Continuing the previous article on tuning, it is time to look at some of the theory and science behind how we play in tune. In this issue, we will discuss the harmonic series and some historical aspects of tuning.
To fully understand “how” to tune, it is always good to discuss the principles behind the practical subject of tuning. I have seen many musicians who have great difficulty in grasping the “why” of tuning — and, consequently, “how” to play in tune. This should be of concern to all musicians — but, with many recorder players, what happens is that they assume that using a correct fingering will automatically produce a note played in tune. These players don’t consider pitch to be important, which is very unfortunate.
For this reason, I’ve decided to explain a number of issues relating to only one subject: tuning, which does not have to be difficult or complicated. Besides being a musician, I am also an engineer, so I’ve also decided to employ musical, visual and mathematical arguments. Thus, people of various interests should be able to understand “how” and “why” we tune each note as we do.
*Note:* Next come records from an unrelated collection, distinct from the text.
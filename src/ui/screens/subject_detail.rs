use super::{field_line, section_line};
use crate::constants::{ITEM_REMOVED_PLACEHOLDER, NO_GRADES_PLACEHOLDER, NO_NOTES_PLACEHOLDER};
use crate::entities::Subject;
use crate::session::Session;
use crate::ui::components::dialogs::common::{shortcuts, InstructionShortcut};
use crate::ui::components::list::subject_color;
use crate::ui::core::{Action, Component};
use crate::utils::datetime;
use crossterm::event::{KeyCode, KeyEvent};
use ratatui::{
    layout::Rect,
    style::{Color, Modifier, Style},
    text::{Line, Span},
    widgets::{Block, BorderType, Borders, Paragraph, Wrap},
    Frame,
};

pub struct SubjectDetailScreen {
    date_format: String,
}

impl SubjectDetailScreen {
    pub fn new(date_format: String) -> Self {
        Self { date_format }
    }

    fn subject_lines(&self, session: &Session, subject: &Subject) -> Vec<Line<'static>> {
        let notes = if subject.notes.is_empty() {
            NO_NOTES_PLACEHOLDER.to_string()
        } else {
            subject.notes.clone()
        };

        let mut lines = vec![
            Line::from(Span::styled(
                subject.name.clone(),
                Style::default()
                    .fg(subject_color(&subject.color))
                    .add_modifier(Modifier::BOLD),
            )),
            Line::default(),
            field_line("Teacher", subject.teacher.clone()),
            field_line("Schedule", subject.schedule()),
            field_line("Group", subject.group.clone()),
            field_line("Notes", notes),
            Line::default(),
            section_line("Grades"),
        ];

        if subject.grades.is_empty() {
            lines.push(Line::from(Span::styled(
                NO_GRADES_PLACEHOLDER,
                Style::default().fg(Color::DarkGray),
            )));
        } else {
            lines.extend(
                subject
                    .grades
                    .iter()
                    .map(|grade| field_line(&grade.name, grade.display_score())),
            );
        }

        let events: Vec<_> = session
            .store()
            .events()
            .iter()
            .filter(|event| event.subject_id == Some(subject.id))
            .collect();
        if !events.is_empty() {
            lines.push(Line::default());
            lines.push(section_line("Events"));
            lines.extend(events.iter().map(|event| {
                field_line(
                    &datetime::format_optional(event.date, &self.date_format),
                    format!("{} ({})", event.title, event.kind),
                )
            }));
        }

        lines
    }
}

impl Component for SubjectDetailScreen {
    fn handle_key_events(&mut self, key: KeyEvent, session: &Session) -> Action {
        match key.code {
            KeyCode::Char('e') if session.selected_subject().is_some() => Action::EditSubject,
            KeyCode::Backspace => Action::Back,
            _ => Action::None,
        }
    }

    fn render(&mut self, f: &mut Frame, rect: Rect, session: &Session) {
        let lines = match session.selected_subject() {
            Some(subject) => self.subject_lines(session, subject),
            None => vec![Line::from(Span::styled(
                ITEM_REMOVED_PLACEHOLDER,
                Style::default().fg(Color::DarkGray),
            ))],
        };

        let paragraph = Paragraph::new(lines)
            .block(Block::default().borders(Borders::ALL).border_type(BorderType::Rounded))
            .wrap(Wrap { trim: false });
        f.render_widget(paragraph, rect);
    }

    fn key_hints(&self, _session: &Session) -> Vec<InstructionShortcut> {
        vec![shortcuts::EDIT, shortcuts::ESC_BACK, shortcuts::HELP]
    }
}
Do not worry if you do not understand a particular concept. The important thing is the sound that is produced when you play your instrument. I will provide ways for you to apply concepts in your recorder study. Please contact me for help if you have questions.
Why A=440 as a reference?
Sound is the result of vibrations that travel through the air to our ears. These vibrations through a medium produce a sound wave. Sound travels in the air by moving its molecules, so it is considered a mechanical sound wave.
In a stringed instrument, the string vibrates at a speed that is in proportion to the string tension. More tension produces faster vibrations and higher pitch. This is in inverse proportion to the string’s length and diameter: the longer in length or larger it is in diameter, the slower and lower it will be in wave and pitch.
In a wind instrument, it is the air that vibrates in inverse proportion to the length of the instrument (larger is slower and lower) and in proportion to the velocity of the air inside the instrument (higher velocity and higher pitch). This speed — or, more accurately, the number of cycles per second — we call frequency.
Nowadays, most instruments are pitched so that the note A is tuned at 440Hz or 440 cycles per second, also called 440Hz pitch. This is not a very old convention, because it was only defined after World War II. A few orchestras tune their instruments at 442Hz, or even higher at 445Hz, which produces a slightly brighter sound. Usually in Baroque music calling for “low pitch”, we use A=415Hz tuning, sounding exactly one half-step below the modern tuning convention.
These are not the only possible standards for tuning. During the history of Western music, there is evidence of pitch ranging from 380Hz to 502Hz, a variation that is greater than an interval of a perfect fourth. However, for two instruments to play together, it is necessary to define a tuning convention. Usually recorders use a pitch of 440 or 415Hz.
The harmonic series
Each mechanical sound wave also produces what we call harmonics or overtones. Overtones are simultaneous sounds, with a frequency that is a multiple of the fundamental frequency. A specific pattern of harmonics defines the timbre of an instrument.
As an example, imagine a sound with a frequency of 100Hz. Its overtones have frequencies of 200, 300, 400, 500Hz and so on. In a stringed instrument, that is very present and visible, because we can split the string in 2, 3, 4 or 5 equal parts, which allows us to hear the sound of each overtone.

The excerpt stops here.